Dave Besely (centre) is selling The Big Issue with his two sons to raise some cash before he dies (Picture: Exposure Photo Agency/SWNS)
A terminally ill air crash hero has started selling The Big Issue to help support his two disabled sons after he’s gone.
Dave Besley, 67, from Bristol, was diagnosed with Acute Myeloid Leukaemia at the end of 2021, and given just six months to live.
He decided to spend his last weeks selling the magazine with his two sons, Mark Besley, 32, and Shane Besley, 29, who both have behavioural and learning difficulties.
He hopes selling the magazine will be an outlet for them after his death.
Dave said: ‘I wanted to come back to my family in Bristol because I have got my wife and my two disabled boys living here.
‘I decided on The Big Issue so we can actually get out there and meet people, talk to people and get some money for the rest of their life when I’m gone.
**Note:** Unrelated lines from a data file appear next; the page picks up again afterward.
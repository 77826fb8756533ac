//! Origin stamps of the last write to each row.
//!
//! A stamp survives the row's deletion so that a late update from a peer
//! that never saw the delete is still recognized as concurrent.

use crate::codec::{decode, encode};
use crate::error::CoreResult;
use crate::internal::{key, VERSIONS};
use crate::storage::Connection;
use ooddb_protocol::{HookId, RowVersion, TransactionId};
use serde::{Deserialize, Serialize};

/// Who last wrote a row.
#[derive(Debug, Clone, Copy, PartialEq, Eq, Serialize, Deserialize)]
pub struct VersionStamp {
    /// Producing hook.
    pub origin: HookId,
    /// Transaction id in the producer's log.
    pub origin_id: TransactionId,
}

impl From<VersionStamp> for RowVersion {
    fn from(stamp: VersionStamp) -> Self {
        RowVersion {
            origin: stamp.origin,
            origin_id: stamp.origin_id,
        }
    }
}

fn stamp_key(table: &str, primary_key: &[u8]) -> Vec<u8> {
    key(&[table.as_bytes(), &[0], primary_key])
}

pub(crate) fn get(
    conn: &mut dyn Connection,
    table: &str,
    primary_key: &[u8],
) -> CoreResult<Option<VersionStamp>> {
    conn.get(VERSIONS, &stamp_key(table, primary_key))?
        .map(|bytes| decode(&bytes))
        .transpose()
}

pub(crate) fn set(
    conn: &mut dyn Connection,
    table: &str,
    primary_key: &[u8],
    stamp: VersionStamp,
) -> CoreResult<()> {
    conn.put(VERSIONS, &stamp_key(table, primary_key), &encode(&stamp)?)
}

/// Forgets every stamp of `table`.
pub(crate) fn forget_table(conn: &mut dyn Connection, table: &str) -> CoreResult<usize> {
    let prefix = key(&[table.as_bytes(), &[0]]);
    let mut removed = 0;
    for (k, _) in conn.scan_from(VERSIONS, &prefix, usize::MAX)? {
        if !k.starts_with(&prefix) {
            break;
        }
        conn.delete(VERSIONS, &k)?;
        removed += 1;
    }
    Ok(removed)
}
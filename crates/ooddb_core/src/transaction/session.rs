//! Per-thread transaction state.

use super::buffer::{BufferMark, EventBuffer};
use crate::error::{CoreError, CoreResult};
use crate::storage::Connection;
use crate::types::IsolationLevel;
use ooddb_protocol::TableEvent;
use parking_lot::Mutex;
use std::sync::atomic::{AtomicBool, Ordering};
use std::sync::{Arc, Weak};

thread_local! {
    static THREAD_TOKEN: Arc<()> = Arc::new(());
}

/// Weak reference that dies with the calling thread.
pub(crate) fn thread_token() -> Weak<()> {
    THREAD_TOKEN.with(Arc::downgrade)
}

/// A nested scope opened inside an outer transaction.
pub(crate) struct SavepointMark {
    pub(crate) name: Option<String>,
    pub(crate) events: BufferMark,
    pub(crate) replicated: usize,
}

/// Mutable part of a session; locked only for the duration of a single
/// operation, never across user work.
pub(crate) struct SessionState {
    pub(crate) conn: Box<dyn Connection>,
    pub(crate) depth: usize,
    pub(crate) read_only: bool,
    pub(crate) isolation: IsolationLevel,
    /// Events to log and back up on commit.
    pub(crate) events: EventBuffer,
    /// Events applied on behalf of peers; already logged, backed up on commit.
    pub(crate) replicated: Vec<TableEvent>,
    pub(crate) next_savepoint: u64,
    /// Set when a nested scope failed without a savepoint to undo it.
    pub(crate) poisoned: bool,
}

impl SessionState {
    pub(crate) fn mark(&mut self, savepoints: bool) -> CoreResult<SavepointMark> {
        let name = if savepoints {
            self.next_savepoint += 1;
            let name = format!("ood_sp_{}", self.next_savepoint);
            self.conn.savepoint(&name)?;
            Some(name)
        } else {
            None
        };
        Ok(SavepointMark {
            name,
            events: self.events.mark(),
            replicated: self.replicated.len(),
        })
    }

    pub(crate) fn release(&mut self, mark: &SavepointMark) -> CoreResult<()> {
        if let Some(name) = &mark.name {
            self.conn.release_savepoint(name)?;
        }
        Ok(())
    }

    pub(crate) fn rollback_to(&mut self, mark: &SavepointMark) -> CoreResult<()> {
        let Some(name) = &mark.name else {
            self.poisoned = true;
            return Ok(());
        };
        self.conn.rollback_to_savepoint(name)?;
        self.conn.release_savepoint(name)?;
        self.events.rollback_to(mark.events)?;
        self.replicated.truncate(mark.replicated);
        Ok(())
    }

    pub(crate) fn discard(&mut self) {
        self.events.clear();
        self.replicated.clear();
        self.depth = 0;
        self.poisoned = false;
    }
}

/// The connection and open transaction of one thread.
pub(crate) struct Session {
    pub(crate) state: Mutex<SessionState>,
    owner: Weak<()>,
    closed: AtomicBool,
    synchronized: AtomicBool,
}

impl Session {
    pub(crate) fn new(conn: Box<dyn Connection>, events: EventBuffer) -> Self {
        Self {
            state: Mutex::new(SessionState {
                conn,
                depth: 0,
                read_only: true,
                isolation: IsolationLevel::default(),
                events,
                replicated: Vec::new(),
                next_savepoint: 0,
                poisoned: false,
            }),
            owner: thread_token(),
            closed: AtomicBool::new(false),
            synchronized: AtomicBool::new(false),
        }
    }

    /// True once the owning thread has exited.
    pub(crate) fn is_orphaned(&self) -> bool {
        self.owner.strong_count() == 0
    }

    pub(crate) fn is_closed(&self) -> bool {
        self.closed.load(Ordering::Acquire)
    }

    pub(crate) fn ensure_open(&self) -> CoreResult<()> {
        if self.is_closed() {
            Err(CoreError::DatabaseClosed)
        } else {
            Ok(())
        }
    }

    pub(crate) fn holds_database_lock(&self) -> bool {
        self.synchronized.load(Ordering::Acquire)
    }

    pub(crate) fn set_holds_database_lock(&self, value: bool) {
        self.synchronized.store(value, Ordering::Release);
    }

    /// Closes the connection; an in-flight transaction fails on its next step.
    pub(crate) fn force_close(&self) {
        self.closed.store(true, Ordering::Release);
        let mut state = self.state.lock();
        state.discard();
        if let Err(e) = state.conn.close() {
            tracing::warn!(error = %e, "failed to close session connection");
        }
    }
}
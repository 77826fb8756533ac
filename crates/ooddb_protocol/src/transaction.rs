//! Transactions as they travel between peers.

use crate::event::{EventTypes, TableEvent};
use crate::ids::{HookId, TransactionId};
use serde::{Deserialize, Serialize};
use std::collections::BTreeMap;

/// A logged transaction shipped to a peer.
#[derive(Debug, Clone, PartialEq, Serialize, Deserialize)]
pub struct WireTransaction {
    /// Id in the sender's log.
    pub id: TransactionId,
    /// Hook that originally produced the transaction.
    pub origin: HookId,
    /// Id in the origin's log.
    pub origin_id: TransactionId,
    /// Commit time on the origin, milliseconds since the Unix epoch.
    pub timestamp_utc: u64,
    /// The origin's accepted transaction id per other origin at commit time.
    pub known: BTreeMap<HookId, u64>,
    /// Set for full-package snapshots sent when a peer starts supporting a package.
    pub resynchronization: bool,
    /// Ordered row mutations.
    pub events: Vec<TableEvent>,
}

impl WireTransaction {
    /// Returns the union of event kinds.
    #[must_use]
    pub fn event_types(&self) -> EventTypes {
        self.events.iter().map(|e| e.kind).collect()
    }

    /// Returns the last id of `origin` this transaction's producer had seen.
    #[must_use]
    pub fn knows(&self, origin: HookId) -> u64 {
        self.known.get(&origin).copied().unwrap_or(0)
    }
}

/// A slice of the sender's log for one destination.
///
/// `last_transaction_id` may exceed the id of the last carried transaction
/// when trailing log entries were irrelevant to the destination; the
/// destination confirms up to this id.
#[derive(Debug, Clone, PartialEq, Serialize, Deserialize)]
pub struct TransactionBatch {
    /// Transactions in log order.
    pub transactions: Vec<WireTransaction>,
    /// Highest sender id covered by the batch.
    pub last_transaction_id: TransactionId,
}

impl TransactionBatch {
    /// Total number of events in the batch.
    #[must_use]
    pub fn event_count(&self) -> usize {
        self.transactions.iter().map(|t| t.events.len()).sum()
    }
}
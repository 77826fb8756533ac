//! Peers ("hooks") this database replicates with.
//!
//! Every database has exactly one local hook once initialized; each
//! distant hook carries the two link cursors, the packages replicated
//! with that peer and an outbound queue of authenticated messages.

pub(crate) mod cursor;
pub(crate) mod gossip;
pub(crate) mod messages;
mod registry;

pub use messages::QueuedMessage;
pub use registry::{AddHooksOutcome, PeerRegistry};

use ooddb_protocol::{HookId, TransactionId};
use serde::{Deserialize, Serialize};
use std::collections::{BTreeMap, BTreeSet};
use std::fmt;

/// Pairing progress of a hook.
#[derive(Debug, Clone, Copy, PartialEq, Eq, Hash, Serialize, Deserialize)]
pub enum PairingState {
    /// Being paired through a central server.
    CentralPairingInProgress,
    /// Registered locally, waiting for the first handshake.
    P2PPairingInProgress,
    /// Replicating.
    Paired,
    /// Forgotten; kept so a later pairing reuses the id.
    Removed,
}

impl fmt::Display for PairingState {
    fn fmt(&self, f: &mut fmt::Formatter<'_>) -> fmt::Result {
        let name = match self {
            Self::CentralPairingInProgress => "central-pairing",
            Self::P2PPairingInProgress => "p2p-pairing",
            Self::Paired => "paired",
            Self::Removed => "removed",
        };
        f.write_str(name)
    }
}

/// A registered peer, or the local host itself.
#[derive(Debug, Clone, PartialEq, Eq, Serialize, Deserialize)]
pub struct Hook {
    /// Identifier.
    pub id: HookId,
    /// True for the local host's own hook.
    pub concerns_local_host: bool,
    /// Pairing progress.
    pub pairing_state: PairingState,
    /// Highest local id the peer has confirmed, directly or by gossip.
    pub last_validated_local_transaction_id: TransactionId,
    /// Highest id of the peer's log accepted here. Never decreases.
    pub last_validated_distant_transaction_id: TransactionId,
    /// Commit time of that transaction on the peer.
    pub last_validated_distant_transaction_utc: u64,
    /// Packages replicated with the peer; empty means every package.
    pub packages: BTreeSet<String>,
    /// Whether the peer's snapshot rows replace conflicting local rows.
    pub replace_conflicts_on_resynchronization: bool,
    /// Id the next queued authenticated message gets.
    pub next_message_id: u64,
    /// Snapshot transaction logged when the peer started supporting a package.
    pub package_seeds: BTreeMap<String, TransactionId>,
}

impl Hook {
    pub(crate) fn new(id: HookId, local: bool, pairing_state: PairingState) -> Self {
        Self {
            id,
            concerns_local_host: local,
            pairing_state,
            last_validated_local_transaction_id: TransactionId::ZERO,
            last_validated_distant_transaction_id: TransactionId::ZERO,
            last_validated_distant_transaction_utc: 0,
            packages: BTreeSet::new(),
            replace_conflicts_on_resynchronization: false,
            next_message_id: 1,
            package_seeds: BTreeMap::new(),
        }
    }

    /// Returns true if the hook replicates `package`.
    #[must_use]
    pub fn supports(&self, package: &str) -> bool {
        self.packages.is_empty() || self.packages.contains(package)
    }

    /// A distant hook that is not removed.
    #[must_use]
    pub fn is_active_distant(&self) -> bool {
        !self.concerns_local_host && self.pairing_state != PairingState::Removed
    }

    /// Packages replicated with the peer, resolved against `declared`.
    #[must_use]
    pub fn effective_packages(&self, declared: &BTreeSet<String>) -> BTreeSet<String> {
        if self.packages.is_empty() {
            declared.clone()
        } else {
            self.packages.clone()
        }
    }

    fn reset(&mut self) {
        self.pairing_state = PairingState::Removed;
        self.last_validated_local_transaction_id = TransactionId::ZERO;
        self.last_validated_distant_transaction_id = TransactionId::ZERO;
        self.last_validated_distant_transaction_utc = 0;
        self.packages.clear();
        self.package_seeds.clear();
        self.next_message_id = 1;
    }
}

#[cfg(test)]
mod tests {
    use super::*;

    #[test]
    fn empty_package_set_supports_everything() {
        let mut hook = Hook::new(HookId::generate(), false, PairingState::Paired);
        assert!(hook.supports("anything"));
        hook.packages.insert("crm".into());
        assert!(hook.supports("crm"));
        assert!(!hook.supports("billing"));
    }

    #[test]
    fn reset_clears_counters() {
        let mut hook = Hook::new(HookId::generate(), false, PairingState::Paired);
        hook.last_validated_distant_transaction_id = TransactionId::new(9);
        hook.next_message_id = 4;
        hook.reset();
        assert_eq!(hook.pairing_state, PairingState::Removed);
        assert_eq!(hook.last_validated_distant_transaction_id, TransactionId::ZERO);
        assert_eq!(hook.next_message_id, 1);
        assert!(!hook.is_active_distant());
    }
}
‘I wanted to do something instead of sitting on the settee shriveling up and waiting to die.’
Dave said selling The Big Issue is not just for homeless people, as some use it as an opportunity to ‘hang on in life’.
Dave was diagnosed with Acute Myeloid Leukaemia at the end of 2021 and given six months to live (Picture: Exposure Photo Agency/SWNS)
‘It’s for people like me who’ve got disabilities so they can be a part of the community, not just living quietly in a corner.
‘I try to explain what The Big Issue is and that it’s a hand up – everybody has their own reasons for selling. For some people it’s just for money.
‘For some it’s something to do. For some it’s just to hang on in life.’
Dave said he is hoping to live until the 50th anniversary of the Basel air disaster, which killed 108 people.
The ill-fated flight took off from Bristol Airport with 145 people onboard before crashing in the snow in Switzerland in 1973.
Sons Mark and Shane both have mental and behavioural disabilities (Picture: Exposure Photo Agency / SWNS)
Although Dave’s uncle sadly died in the disaster, he managed to survive and save 10 other people – including his own mum.
‘That’s what I’m fighting for. There are only a couple of survivors left and I want to be there to pay my respects to the survivors in Switzerland and England,’ he said.
‘I always felt that I should have been with the rest of them on the plane when they passed so I have a heavy connection with Bristol.
‘You still see it every year. You can hear the crying, you can hear the plane roar, you see every little bit.’
Describing the crash, Dave said his leg was impaled by a metal bar, and his mum’s foot had been chopped off.
Dave is hoping to live to see the 50th anniversary of the Basel air crash, which killed 108 people (Picture: RDB/ullstein bild via Getty Images)
‘I remember waking up in the mountain on the place stuck upside down, hanging with my belt around me,’ he said.
‘I had a bar go through my right left through the chair, and I could hear my mum shouting for me so I pulled my leg off the bar.
‘I managed to get out through the rubble into the snow and realised we were on a mountain. There was nothing, just snow and trees.’
Dave said he was eventually able to find other survivors, including his mum, and bring them to safety.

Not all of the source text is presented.